Ce dernier entendait par là une autonomie élargie pour les Palestiniens, avec des compétences administratives, mais sans les attributs régaliens d’un État souverain tels qu’une armée ou le contrôle total des frontières.

L’Atlantic Council parle d’une «orthodoxie héritée d’Oslo», déconnectée des réalités: expansion continue des colonies, rejet israélien, fragmentation palestinienne et instrumentalisation iranienne.

Au lieu de gestes symboliques, le Washington Institute prône un plan opérationnel pour «l’après-Gaza»: sécurisation, démilitarisation, administration transitoire et réforme profonde de l’AP. 

Sans cela, avertit le think tank, la reconnaissance nourrit surtout les extrêmes: en Israël, elle offre un prétexte à l’annexion; côté palestinien, elle renforce la prime aux symboles et à l’intransigeance.

Au total, la reconnaissance de dimanche dernier envoie un signal politique fort mais ne modifie en rien la donne.
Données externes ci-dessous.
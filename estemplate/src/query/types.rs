//! Query DSL value type
//!
//! Queries are produced by callers and serialized verbatim into the search
//! body. The template never inspects them.

use serde::{Deserialize, Serialize};
use serde_json::Value;
use std::collections::BTreeMap;

/// A query clause
#[derive(Debug, Clone, PartialEq, Serialize, Deserialize)]
#[serde(rename_all = "snake_case")]
pub enum Query {
    /// Match all documents
    MatchAll(MatchAllQuery),

    /// Match query (analyzed full-text)
    Match(BTreeMap<String, MatchQuery>),

    /// Match phrase query
    MatchPhrase(BTreeMap<String, MatchPhraseQuery>),

    /// Multi-match across multiple fields
    MultiMatch(MultiMatchQuery),

    /// Term query (exact match, not analyzed)
    Term(BTreeMap<String, TermValue>),

    /// Terms query (any of several exact values)
    Terms(BTreeMap<String, Vec<Value>>),

    Range(BTreeMap<String, RangeParams>),

    /// Fuzzy query (edit distance)
    Fuzzy(BTreeMap<String, FuzzyParams>),

    Regexp(BTreeMap<String, PatternParams>),

    Wildcard(BTreeMap<String, PatternParams>),

    Prefix(BTreeMap<String, PatternParams>),

    Exists(ExistsQuery),

    Ids(IdsQuery),

    /// Bool query (must, should, must_not, filter)
    Bool(BoolQuery),

    /// Any other clause, passed through as-is
    #[serde(untagged)]
    Raw(Value),
}

#[derive(Debug, Clone, Default, PartialEq, Serialize, Deserialize)]
pub struct MatchAllQuery {
    #[serde(default, skip_serializing_if = "Option::is_none")]
    pub boost: Option<f32>,
}

#[derive(Debug, Clone, PartialEq, Serialize, Deserialize)]
pub struct MatchQuery {
    pub query: Value,
    #[serde(default, skip_serializing_if = "Option::is_none")]
    pub operator: Option<String>,
    #[serde(default, skip_serializing_if = "Option::is_none")]
    pub fuzziness: Option<String>,
    #[serde(default, skip_serializing_if = "Option::is_none")]
    pub boost: Option<f32>,
}

#[derive(Debug, Clone, PartialEq, Serialize, Deserialize)]
pub struct MatchPhraseQuery {
    pub query: String,
    #[serde(default, skip_serializing_if = "Option::is_none")]
    pub slop: Option<u32>,
}

#[derive(Debug, Clone, PartialEq, Serialize, Deserialize)]
pub struct MultiMatchQuery {
    pub query: Value,
    pub fields: Vec<String>,
    #[serde(default, rename = "type", skip_serializing_if = "Option::is_none")]
    pub match_type: Option<String>,
}

#[derive(Debug, Clone, PartialEq, Serialize, Deserialize)]
pub struct TermValue {
    pub value: Value,
    #[serde(default, skip_serializing_if = "Option::is_none")]
    pub boost: Option<f32>,
}

#[derive(Debug, Clone, Default, PartialEq, Serialize, Deserialize)]
pub struct RangeParams {
    #[serde(default, skip_serializing_if = "Option::is_none")]
    pub gte: Option<Value>,
    #[serde(default, skip_serializing_if = "Option::is_none")]
    pub gt: Option<Value>,
    #[serde(default, skip_serializing_if = "Option::is_none")]
    pub lte: Option<Value>,
    #[serde(default, skip_serializing_if = "Option::is_none")]
    pub lt: Option<Value>,
    #[serde(default, skip_serializing_if = "Option::is_none")]
    pub format: Option<String>,
    #[serde(default, skip_serializing_if = "Option::is_none")]
    pub time_zone: Option<String>,
}

impl RangeParams {
    pub fn gte(mut self, value: impl Into<Value>) -> Self {
        self.gte = Some(value.into());
        self
    }

    pub fn gt(mut self, value: impl Into<Value>) -> Self {
        self.gt = Some(value.into());
        self
    }

    pub fn lte(mut self, value: impl Into<Value>) -> Self {
        self.lte = Some(value.into());
        self
    }

    pub fn lt(mut self, value: impl Into<Value>) -> Self {
        self.lt = Some(value.into());
        self
    }

    pub fn format(mut self, format: impl Into<String>) -> Self {
        self.format = Some(format.into());
        self
    }
}

#[derive(Debug, Clone, PartialEq, Serialize, Deserialize)]
pub struct FuzzyParams {
    pub value: Value,
    #[serde(default, skip_serializing_if = "Option::is_none")]
    pub fuzziness: Option<String>,
}

/// Shared shape of regexp, wildcard and prefix clauses
#[derive(Debug, Clone, PartialEq, Serialize, Deserialize)]
pub struct PatternParams {
    pub value: String,
    #[serde(default, skip_serializing_if = "Option::is_none")]
    pub case_insensitive: Option<bool>,
}

#[derive(Debug, Clone, PartialEq, Serialize, Deserialize)]
pub struct ExistsQuery {
    pub field: String,
}

#[derive(Debug, Clone, PartialEq, Serialize, Deserialize)]
pub struct IdsQuery {
    pub values: Vec<String>,
}

#[derive(Debug, Clone, Default, PartialEq, Serialize, Deserialize)]
pub struct BoolQuery {
    #[serde(default, skip_serializing_if = "Vec::is_empty")]
    pub must: Vec<Query>,
    #[serde(default, skip_serializing_if = "Vec::is_empty")]
    pub should: Vec<Query>,
    #[serde(default, skip_serializing_if = "Vec::is_empty")]
    pub must_not: Vec<Query>,
    #[serde(default, skip_serializing_if = "Vec::is_empty")]
    pub filter: Vec<Query>,
    #[serde(default, skip_serializing_if = "Option::is_none")]
    pub minimum_should_match: Option<Value>,
}

impl BoolQuery {
    pub fn must(mut self, query: Query) -> Self {
        self.must.push(query);
        self
    }

    pub fn should(mut self, query: Query) -> Self {
        self.should.push(query);
        self
    }

    pub fn must_not(mut self, query: Query) -> Self {
        self.must_not.push(query);
        self
    }

    pub fn filter(mut self, query: Query) -> Self {
        self.filter.push(query);
        self
    }

    pub fn minimum_should_match(mut self, value: impl Into<Value>) -> Self {
        self.minimum_should_match = Some(value.into());
        self
    }
}

fn single<T>(field: impl Into<String>, params: T) -> BTreeMap<String, T> {
    BTreeMap::from([(field.into(), params)])
}

impl Query {
    pub fn match_all() -> Self {
        Query::MatchAll(MatchAllQuery::default())
    }

    pub fn match_query(field: impl Into<String>, value: impl Into<Value>) -> Self {
        Query::Match(single(
            field,
            MatchQuery {
                query: value.into(),
                operator: None,
                fuzziness: None,
                boost: None,
            },
        ))
    }

    pub fn match_phrase(field: impl Into<String>, phrase: impl Into<String>) -> Self {
        Query::MatchPhrase(single(
            field,
            MatchPhraseQuery {
                query: phrase.into(),
                slop: None,
            },
        ))
    }

    pub fn multi_match<I, S>(value: impl Into<Value>, fields: I) -> Self
    where
        I: IntoIterator<Item = S>,
        S: Into<String>,
    {
        Query::MultiMatch(MultiMatchQuery {
            query: value.into(),
            fields: fields.into_iter().map(Into::into).collect(),
            match_type: None,
        })
    }

    pub fn term(field: impl Into<String>, value: impl Into<Value>) -> Self {
        Query::Term(single(
            field,
            TermValue {
                value: value.into(),
                boost: None,
            },
        ))
    }

    pub fn terms<I, V>(field: impl Into<String>, values: I) -> Self
    where
        I: IntoIterator<Item = V>,
        V: Into<Value>,
    {
        Query::Terms(single(field, values.into_iter().map(Into::into).collect()))
    }

    pub fn range(field: impl Into<String>, params: RangeParams) -> Self {
        Query::Range(single(field, params))
    }

    pub fn fuzzy(field: impl Into<String>, value: impl Into<Value>) -> Self {
        Query::Fuzzy(single(
            field,
            FuzzyParams {
                value: value.into(),
                fuzziness: None,
            },
        ))
    }

    pub fn regexp(field: impl Into<String>, pattern: impl Into<String>) -> Self {
        Query::Regexp(single(field, PatternParams::new(pattern)))
    }

    pub fn wildcard(field: impl Into<String>, pattern: impl Into<String>) -> Self {
        Query::Wildcard(single(field, PatternParams::new(pattern)))
    }

    pub fn prefix(field: impl Into<String>, prefix: impl Into<String>) -> Self {
        Query::Prefix(single(field, PatternParams::new(prefix)))
    }

    pub fn exists(field: impl Into<String>) -> Self {
        Query::Exists(ExistsQuery {
            field: field.into(),
        })
    }

    pub fn ids<I, S>(ids: I) -> Self
    where
        I: IntoIterator<Item = S>,
        S: Into<String>,
    {
        Query::Ids(IdsQuery {
            values: ids.into_iter().map(Into::into).collect(),
        })
    }

    pub fn bool(query: BoolQuery) -> Self {
        Query::Bool(query)
    }

    pub fn raw(value: Value) -> Self {
        Query::Raw(value)
    }
}

impl PatternParams {
    fn new(value: impl Into<String>) -> Self {
        Self {
            value: value.into(),
            case_insensitive: None,
        }
    }
}

/// Highlighting configuration
#[derive(Debug, Clone, Default, PartialEq, Serialize, Deserialize)]
pub struct Highlight {
    #[serde(default)]
    pub fields: BTreeMap<String, HighlightField>,
    #[serde(default, skip_serializing_if = "Option::is_none")]
    pub pre_tags: Option<Vec<String>>,
    #[serde(default, skip_serializing_if = "Option::is_none")]
    pub post_tags: Option<Vec<String>>,
    #[serde(default, skip_serializing_if = "Option::is_none")]
    pub fragment_size: Option<usize>,
    #[serde(default, skip_serializing_if = "Option::is_none")]
    pub number_of_fragments: Option<usize>,
}

#[derive(Debug, Clone, Default, PartialEq, Serialize, Deserialize)]
pub struct HighlightField {
    #[serde(default, skip_serializing_if = "Option::is_none")]
    pub fragment_size: Option<usize>,
    #[serde(default, skip_serializing_if = "Option::is_none")]
    pub number_of_fragments: Option<usize>,
}

impl Highlight {
    pub fn field(mut self, name: impl Into<String>) -> Self {
        self.fields.insert(name.into(), HighlightField::default());
        self
    }

    pub fn tags(mut self, pre: impl Into<String>, post: impl Into<String>) -> Self {
        self.pre_tags = Some(vec![pre.into()]);
        self.post_tags = Some(vec![post.into()]);
        self
    }
}
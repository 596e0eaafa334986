//! estemplate: multi-cluster document operations for Elasticsearch-compatible clusters
//!
//! # Architecture
//!
//! - **Config**: per-cluster hosts, credentials and timeouts
//! - **Registry**: one live connection handle per cluster name, built once at
//!   startup and torn down explicitly
//! - **Template**: single and bulk insert/update/delete, existence checks,
//!   get-by-id, search and scroll, with failures reported as plain values
//! - **Query**: query values and search request construction
//!
//! # Example
//!
//! ```no_run
//! use estemplate::{ClientRegistry, ClusterConnectionConfig, DocumentTemplate, IndexTarget};
//! use estemplate::query::{Query, SearchSpec};
//! use std::sync::Arc;
//!
//! # async fn run() -> estemplate::Result<()> {
//! let registry = Arc::new(ClientRegistry::initialize(&[
//!     ClusterConnectionConfig::new("primary", vec!["localhost:9200".into()]),
//! ]));
//! let template = DocumentTemplate::new(registry.clone());
//!
//! let target = IndexTarget::new("primary", "articles");
//! let spec = SearchSpec::new(Query::match_query("title", "rust")).page(0, 20);
//! if let Some(response) = template.search(&target, &spec).await? {
//!     println!("{} hits", response.total());
//! }
//!
//! registry.shutdown();
//! # Ok(())
//! # }
//! ```

pub mod banner;
pub mod bulk;
pub mod client;
pub mod config;
pub mod error;
pub mod query;
pub mod registry;
pub mod response;
pub mod template;
pub mod types;

pub use client::ConnectionHandle;
pub use config::{ClusterConnectionConfig, EsConfig};
pub use error::{Error, Result};
pub use registry::ClientRegistry;
pub use response::SearchResponse;
pub use template::DocumentTemplate;
pub use types::{BulkOutcome, DocumentRecord, IndexTarget};
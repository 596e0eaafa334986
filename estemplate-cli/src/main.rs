use anyhow::{Context, Result};
use clap::{Parser, Subcommand};
use estemplate::{banner, ClientRegistry, DocumentTemplate, EsConfig};
use std::path::PathBuf;
use std::sync::Arc;
use tracing_subscriber::{layer::SubscriberExt, util::SubscriberInitExt};

mod commands;

#[derive(Parser, Debug)]
#[command(name = "estemplate")]
#[command(about = "estemplate CLI - document operations across search clusters")]
#[command(version)]
struct Cli {
    /// Path to the cluster configuration file
    #[arg(short, long, env = "ESTEMPLATE_CONFIG", default_value = "estemplate.toml")]
    config: PathBuf,

    #[command(subcommand)]
    command: Commands,
}

#[derive(Subcommand, Debug)]
enum Commands {
    /// List configured clusters and whether they answer a ping
    Clusters,

    /// Ping one cluster
    Ping {
        /// Cluster name
        cluster: String,
    },

    /// Fetch a document by id
    Get {
        #[arg(short, long)]
        cluster: String,

        #[arg(short, long)]
        index: String,

        /// Document id
        id: String,

        /// Fields to return (comma-separated)
        #[arg(short, long)]
        fields: Option<String>,
    },

    /// Check whether a document exists
    Exists {
        #[arg(short, long)]
        cluster: String,

        #[arg(short, long)]
        index: String,

        /// Document id
        id: String,
    },

    /// Search an index
    Search {
        #[arg(short, long)]
        cluster: String,

        #[arg(short, long)]
        index: String,

        /// Raw JSON query clause; match_all when omitted
        #[arg(short, long)]
        query: Option<String>,

        #[arg(long, default_value = "0")]
        from: usize,

        #[arg(long, default_value = "10")]
        size: usize,

        /// Fields to return (comma-separated)
        #[arg(short, long)]
        fields: Option<String>,

        /// Sort ascending on this field before score
        #[arg(long)]
        sort: Option<String>,

        /// Keep a scroll open for N minutes and page through every hit
        #[arg(long)]
        scroll: Option<u32>,
    },

    /// Delete every document in an index
    DeleteAll {
        #[arg(short, long)]
        cluster: String,

        #[arg(short, long)]
        index: String,
    },
}

#[tokio::main]
async fn main() -> Result<()> {
    tracing_subscriber::registry()
        .with(tracing_subscriber::EnvFilter::new(
            std::env::var("RUST_LOG").unwrap_or_else(|_| "info,estemplate=debug".into()),
        ))
        .with(tracing_subscriber::fmt::layer())
        .init();

    let cli = Cli::parse();

    let config = EsConfig::load(&cli.config)
        .with_context(|| format!("Failed to load config from {}", cli.config.display()))?;
    if config.print_banner {
        tracing::info!("{}", banner::render());
    }

    let registry = Arc::new(ClientRegistry::initialize(&config.clusters));
    let template = DocumentTemplate::new(registry.clone());

    let result = run(&template, cli.command).await;
    registry.shutdown();
    result
}

async fn run(template: &DocumentTemplate, command: Commands) -> Result<()> {
    match command {
        Commands::Clusters => commands::run_clusters(template).await,
        Commands::Ping { cluster } => commands::run_ping(template, &cluster).await,
        Commands::Get {
            cluster,
            index,
            id,
            fields,
        } => commands::run_get(template, &cluster, &index, &id, split_fields(fields)).await,
        Commands::Exists { cluster, index, id } => {
            commands::run_exists(template, &cluster, &index, &id).await
        }
        Commands::Search {
            cluster,
            index,
            query,
            from,
            size,
            fields,
            sort,
            scroll,
        } => {
            let options = commands::SearchOptions {
                query,
                from,
                size,
                fields: split_fields(fields),
                sort,
                scroll,
            };
            commands::run_search(template, &cluster, &index, options).await
        }
        Commands::DeleteAll { cluster, index } => {
            commands::run_delete_all(template, &cluster, &index).await
        }
    }
}

fn split_fields(fields: Option<String>) -> Option<Vec<String>> {
    fields.map(|f| {
        f.split(',')
            .map(|s| s.trim().to_string())
            .filter(|s| !s.is_empty())
            .collect()
    })
}
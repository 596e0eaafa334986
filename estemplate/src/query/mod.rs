//! Query values and search request construction

pub mod search;
pub mod types;

pub use search::{build_search_request, ScrollSpec, SearchBody, SearchRequest, SearchSpec};
pub use types::{BoolQuery, Highlight, HighlightField, Query, RangeParams};
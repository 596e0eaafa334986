use anyhow::Result;
use estemplate::{DocumentTemplate, IndexTarget};

pub async fn run_get(
    template: &DocumentTemplate,
    cluster: &str,
    index: &str,
    id: &str,
    fields: Option<Vec<String>>,
) -> Result<()> {
    let target = IndexTarget::new(cluster, index);
    match template.get_by_id(&target, id, fields.as_deref()).await? {
        Some(doc) => println!("{}", serde_json::to_string_pretty(&doc)?),
        None => anyhow::bail!("Document {} not found in {}/{}", id, cluster, index),
    }
    Ok(())
}

pub async fn run_exists(template: &DocumentTemplate, cluster: &str, index: &str, id: &str) -> Result<()> {
    let target = IndexTarget::new(cluster, index);
    let found = template.exists(&target, id).await?;
    println!("{}", found);
    Ok(())
}

pub async fn run_delete_all(template: &DocumentTemplate, cluster: &str, index: &str) -> Result<()> {
    let target = IndexTarget::new(cluster, index);
    let deleted = template.delete_all(&target).await?;
    println!("Deleted {} documents from {}/{}", deleted, cluster, index);
    Ok(())
}
/// Order hits by the request's `sort` clauses; ties fall back to id order.
fn sort_hits(hits: &mut [(String, f64, Map<String, Value>)], sort: Option<&Value>) {
    let clauses: Vec<(String, bool)> = sort
        .and_then(Value::as_array)
        .map(|clauses| {
            clauses
                .iter()
                .filter_map(Value::as_object)
                .filter_map(|clause| clause.iter().next())
                .map(|(field, options)| {
                    let descending = options.get("order").and_then(Value::as_str) == Some("desc");
                    (field.clone(), descending)
                })
                .collect()
        })
        .unwrap_or_default();

    hits.sort_by(|(a_id, a_score, a_doc), (b_id, b_score, b_doc)| {
        for (field, descending) in &clauses {
            let ordering = if field == "_score" {
                a_score.partial_cmp(b_score).unwrap_or(CmpOrdering::Equal)
            } else {
                compare_values(a_doc.get(field), b_doc.get(field))
            };
            let ordering = if *descending { ordering.reverse() } else { ordering };
            if ordering != CmpOrdering::Equal {
                return ordering;
            }
        }
        a_id.cmp(b_id)
    });
}

async fn search(
    State(state): State<Arc<MockState>>,
    Path(index): Path<String>,
    Query(params): Query<HashMap<String, String>>,
    Json(body): Json<Value>,
) -> Response {
    *state.last_search.lock() = Some(body.clone());
    *state.last_search_params.lock() = params.clone();

    let hits: Vec<Value> = {
        let indices = state.indices.lock();
        let Some(docs) = indices.get(&index) else {
            return index_missing(&index);
        };
        let scores = state.scores.lock();

        let includes: Option<Vec<String>> = body
            .get("_source")
            .and_then(|s| s.get("includes"))
            .and_then(|i| serde_json::from_value(i.clone()).ok());

        // Unscored seeds score 1.0.
        let mut matched: Vec<(String, f64, Map<String, Value>)> = docs
            .iter()
            .filter(|(_, doc)| matches(body.get("query"), doc))
            .map(|(id, doc)| {
                let score = scores
                    .get(&(index.clone(), id.clone()))
                    .copied()
                    .unwrap_or(1.0);
                (id.clone(), score, doc.clone())
            })
            .collect();
        sort_hits(&mut matched, body.get("sort"));

        matched
            .iter()
            .map(|(id, score, doc)| {
                json!({
                    "_index": index,
                    "_id": id,
                    "_score": score,
                    "_source": project(doc, includes.as_deref()),
                })
            })
            .collect()
    };

    let total = hits.len();
    let from = body.get("from").and_then(Value::as_u64).unwrap_or(0) as usize;
    let size = body.get("size").and_then(Value::as_u64).unwrap_or(10) as usize;
    let page: Vec<Value> = hits.iter().skip(from).take(size).cloned().collect();
    let max_score = page
        .iter()
        .filter_map(|h| h["_score"].as_f64())
        .fold(None, |max: Option<f64>, s| Some(max.map_or(s, |m| m.max(s))));

    let mut response = json!({
        "took": 1,
        "timed_out": false,
        "_shards": {"total": 1, "successful": 1, "skipped": 0, "failed": 0},
        "hits": {
            "total": {"value": total, "relation": "eq"},
            "max_score": max_score,
            "hits": page,
        }
    });

    if params.contains_key("scroll") {
        let scroll_id = format!("scroll-{}", state.next_id.fetch_add(1, Ordering::SeqCst));
        let remaining = hits.into_iter().skip(from + size).collect();
        state
            .scrolls
            .lock()
            .insert(scroll_id.clone(), OpenScroll { remaining, size });
        response["_scroll_id"] = json!(scroll_id);
    }

    Json(response).into_response()
}

async fn scroll(State(state): State<Arc<MockState>>, Json(body): Json<Value>) -> Response {
    let scroll_id = body["scroll_id"].as_str().unwrap_or_default().to_string();
    let mut scrolls = state.scrolls.lock();
    let Some(open) = scrolls.get_mut(&scroll_id) else {
        return error_response(
            StatusCode::NOT_FOUND,
            "search_context_missing_exception",
            "No search context found",
        );
    };

    let take = open.size.min(open.remaining.len());
    let page: Vec<Value> = open.remaining.drain(..take).collect();
    Json(json!({
        "_scroll_id": scroll_id,
        "took": 1,
        "timed_out": false,
        "hits": {"total": {"value": page.len(), "relation": "eq"}, "max_score": 1.0, "hits": page}
    }))
    .into_response()
}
Elle ne libère pas les otages, n’affaiblit pas le Hamas, ne réforme pas l’AP et ne rassure pas les Israéliens. 

Sans conditions concrètes ni plan crédible, elle reste un geste d’affichage – l’expression d’un horizon politique, mais non son commencement. Hélas, les beaux slogans ont tendance à faire beaucoup de bruit, aussi saugrenus soient-ils.